Goan Fish Recheado

Goan Fish Recheado is a traditional dish from the Goan Catholic Cuisine that is known for its bold flavors and spicy kick. This dish features a whole fish marinated in a fiery red masala and then pan-fried to perfection.

Goan Fish Recheado

Ingredients

  • 1 whole fish, cleaned and gutted
  • 10 dried Kashmiri red chilies
  • 1 tablespoon ginger-garlic paste
  • 1 teaspoon cumin seeds
  • 1 teaspoon turmeric powder
  • 1 tablespoon tamarind paste
  • Salt to taste
  • 1 tablespoon vinegar
  • 2 tablespoons oil

Instructions

  1. Soak the dried red chilies in hot water for 15 minutes, then drain and grind them into a smooth paste.
  2. In a bowl, mix the red chili paste, ginger-garlic paste, cumin seeds, turmeric powder, tamarind paste, salt, and vinegar to make the recheado masala.
  3. Make incisions on the fish and rub the recheado masala all over, including inside the incisions.
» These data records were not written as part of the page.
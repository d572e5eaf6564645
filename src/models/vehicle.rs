//! Vehicle models.

use serde::Serialize;
use utoipa::ToSchema;

use crate::entity::vehicle;

#[derive(Debug, Clone, Serialize, ToSchema)]
pub struct VehicleResponse {
    pub id: String,
    pub model: String,
    pub plate: String,
    #[serde(rename = "type")]
    pub vehicle_type: String,
}

impl From<vehicle::Model> for VehicleResponse {
    fn from(m: vehicle::Model) -> Self {
        Self {
            id: m.id,
            model: m.model,
            plate: m.plate,
            vehicle_type: m.vehicle_type,
        }
    }
}
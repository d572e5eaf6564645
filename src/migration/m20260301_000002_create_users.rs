//! Create users table.

use sea_orm_migration::prelude::*;

#[derive(DeriveMigrationName)]
pub struct Migration;

#[async_trait::async_trait]
impl MigrationTrait for Migration {
    async fn up(&self, manager: &SchemaManager) -> Result<(), DbErr> {
        manager
            .create_table(
                Table::create()
                    .table(Users::Table)
                    .if_not_exists()
                    .col(ColumnDef::new(Users::Id).string().not_null().primary_key())
                    .col(
                        ColumnDef::new(Users::Username)
                            .string()
                            .not_null()
                            .unique_key(),
                    )
                    .col(ColumnDef::new(Users::PasswordHash).string().not_null())
                    .to_owned(),
            )
            .await
    }

    async fn down(&self, manager: &SchemaManager) -> Result<(), DbErr> {
        manager
            .drop_table(Table::drop().table(Users::Table).to_owned())
            .await
    }
}

#[derive(DeriveIden)]
pub enum Users {
    Table,
    Id,
    Username,
    PasswordHash,
}
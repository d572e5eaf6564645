//! Vehicle damage inspection server library.
//!
//! Inspection sessions, photo intake with vision-based validation, and a
//! background damage analysis worker, served over actix-web.

pub mod api;
pub mod auth;
pub mod config;
pub mod db;
pub mod entity;
pub mod error;
pub mod middleware;
pub mod migration;
pub mod models;
pub mod services;
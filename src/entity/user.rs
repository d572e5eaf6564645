//! Operator account entity. Created at seed time only.

use sea_orm::entity::prelude::*;

#[derive(Clone, Debug, PartialEq, Eq, DeriveEntityModel)]
#[sea_orm(table_name = "users")]
pub struct Model {
    #[sea_orm(primary_key, auto_increment = false)]
    pub id: String,
    #[sea_orm(unique)]
    pub username: String,
    /// Argon2id PHC string
    pub password_hash: String,
}

#[derive(Copy, Clone, Debug, EnumIter, DeriveRelation)]
pub enum Relation {}

impl ActiveModelBehavior for ActiveModel {}
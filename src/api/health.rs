//! Health check endpoint. Never requires an API key.

use actix_web::{HttpResponse, get, web};
use serde::Serialize;
use utoipa::ToSchema;

use crate::models::envelope;

pub const SERVICE_NAME: &str = "damage-detection-api";

/// Service identity.
#[derive(Serialize, ToSchema)]
pub struct HealthResponse {
    service: &'static str,
    version: &'static str,
}

/// Health check endpoint.
///
/// Returns 200 if the service is running.
#[utoipa::path(
    get,
    path = "/health",
    tag = "Health",
    responses(
        (status = 200, description = "Service is running", body = HealthResponse)
    )
)]
#[get("/health")]
pub async fn health() -> HttpResponse {
    envelope::ok(HealthResponse {
        service: SERVICE_NAME,
        version: env!("CARGO_PKG_VERSION"),
    })
}

/// Configure health routes (mounted at the root, outside `/api/v1`).
pub fn configure_health_routes(cfg: &mut web::ServiceConfig) {
    cfg.service(health);
}
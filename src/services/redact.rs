//! Scrub credentials out of text before it is persisted.

use std::sync::LazyLock;

use regex::Regex;

const REDACTED: &str = "[REDACTED]";

/// Known secrets shorter than this are too ambiguous to replace.
const MIN_KNOWN_SECRET_LEN: usize = 4;

/// OpenAI-style key tokens. Tails under 8 characters ("sk-learn") are left alone.
static KEY_TOKEN: LazyLock<Regex> = LazyLock::new(|| {
    Regex::new(r"\b(?:sk|sess)-[A-Za-z0-9_-]{8,}").expect("key token pattern is valid")
});

/// Replace every known secret and every key-shaped token in `text`.
pub fn redact_secrets(text: &str, known_secrets: &[&str]) -> String {
    let mut out = text.to_string();
    for secret in known_secrets {
        let secret = secret.trim();
        if secret.len() >= MIN_KNOWN_SECRET_LEN {
            out = out.replace(secret, REDACTED);
        }
    }

    KEY_TOKEN.replace_all(&out, REDACTED).into_owned()
}
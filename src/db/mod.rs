//! Database module providing connection management, migrations, and queries.

pub mod analysis;
pub mod photos;
pub mod seed;
pub mod sessions;
pub mod users;
pub mod vehicles;

use std::path::Path;
use std::time::Duration;

use sea_orm::{ConnectOptions, Database, DatabaseConnection};
use sea_orm_migration::MigratorTrait;
use tracing::info;

use crate::config::Config;
use crate::error::{AppError, AppResult};
use crate::migration::Migrator;

/// Shared database handle. Cloning is cheap; the pool lives inside.
#[derive(Clone)]
pub struct DbPool {
    conn: DatabaseConnection,
}

impl DbPool {
    /// Create a new database pool from configuration.
    pub async fn new(config: &Config) -> AppResult<Self> {
        Self::connect(&config.database_url, config.db_max_connections).await
    }

    /// Connect to `database_url` with at most `max_connections` pooled connections.
    pub async fn connect(database_url: &str, max_connections: u32) -> AppResult<Self> {
        ensure_sqlite_parent_dir(database_url)?;

        let mut options = ConnectOptions::new(database_url.to_owned());
        options
            .max_connections(max_connections)
            .min_connections(1)
            .connect_timeout(Duration::from_secs(10))
            .sqlx_logging(false);

        let conn = Database::connect(options)
            .await
            .map_err(|e| AppError::Database(format!("Failed to connect to database: {}", e)))?;

        Ok(DbPool { conn })
    }

    /// Get access to the connection for executing queries.
    pub fn connection(&self) -> &DatabaseConnection {
        &self.conn
    }

    /// Apply all pending migrations.
    pub async fn run_migrations(&self) -> AppResult<()> {
        Migrator::up(&self.conn, None)
            .await
            .map_err(|e| AppError::Database(format!("Migration failed: {}", e)))?;
        info!("Database migrations complete");
        Ok(())
    }
}

/// SQLite will create the file (`mode=rwc`) but not its directory.
fn ensure_sqlite_parent_dir(database_url: &str) -> AppResult<()> {
    let Some(rest) = database_url.strip_prefix("sqlite://") else {
        return Ok(());
    };
    let path = rest.split('?').next().unwrap_or(rest);
    if path.is_empty() || path.starts_with(":memory:") {
        return Ok(());
    }

    if let Some(parent) = Path::new(path).parent()
        && !parent.as_os_str().is_empty()
    {
        std::fs::create_dir_all(parent).map_err(|e| {
            AppError::Database(format!("Failed to create database directory: {}", e))
        })?;
    }

    Ok(())
}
Marinate for 30 minutes.
  4. Heat oil in a pan and fry the fish on both sides until cooked through and the masala forms a crust.

Cooking & Preparation

Preparation time:
20 minutes
Cooking time:
15 minutes
Total time:
35 minutes
Cooking method
Stovetop

Nutritional facts per 1 serving

Calories
300 per serving
Protein
25g
Carbohydrates
10g
Fat
15g

Supplies

Mixing bowl Frying pan

Tools

Grinder or blender Knife

Serving suggestions

Serve the Goan Fish Recheado hot with steamed rice or crusty bread.

Tips & tricks

For a milder version, reduce the number of red chilies in the recheado masala.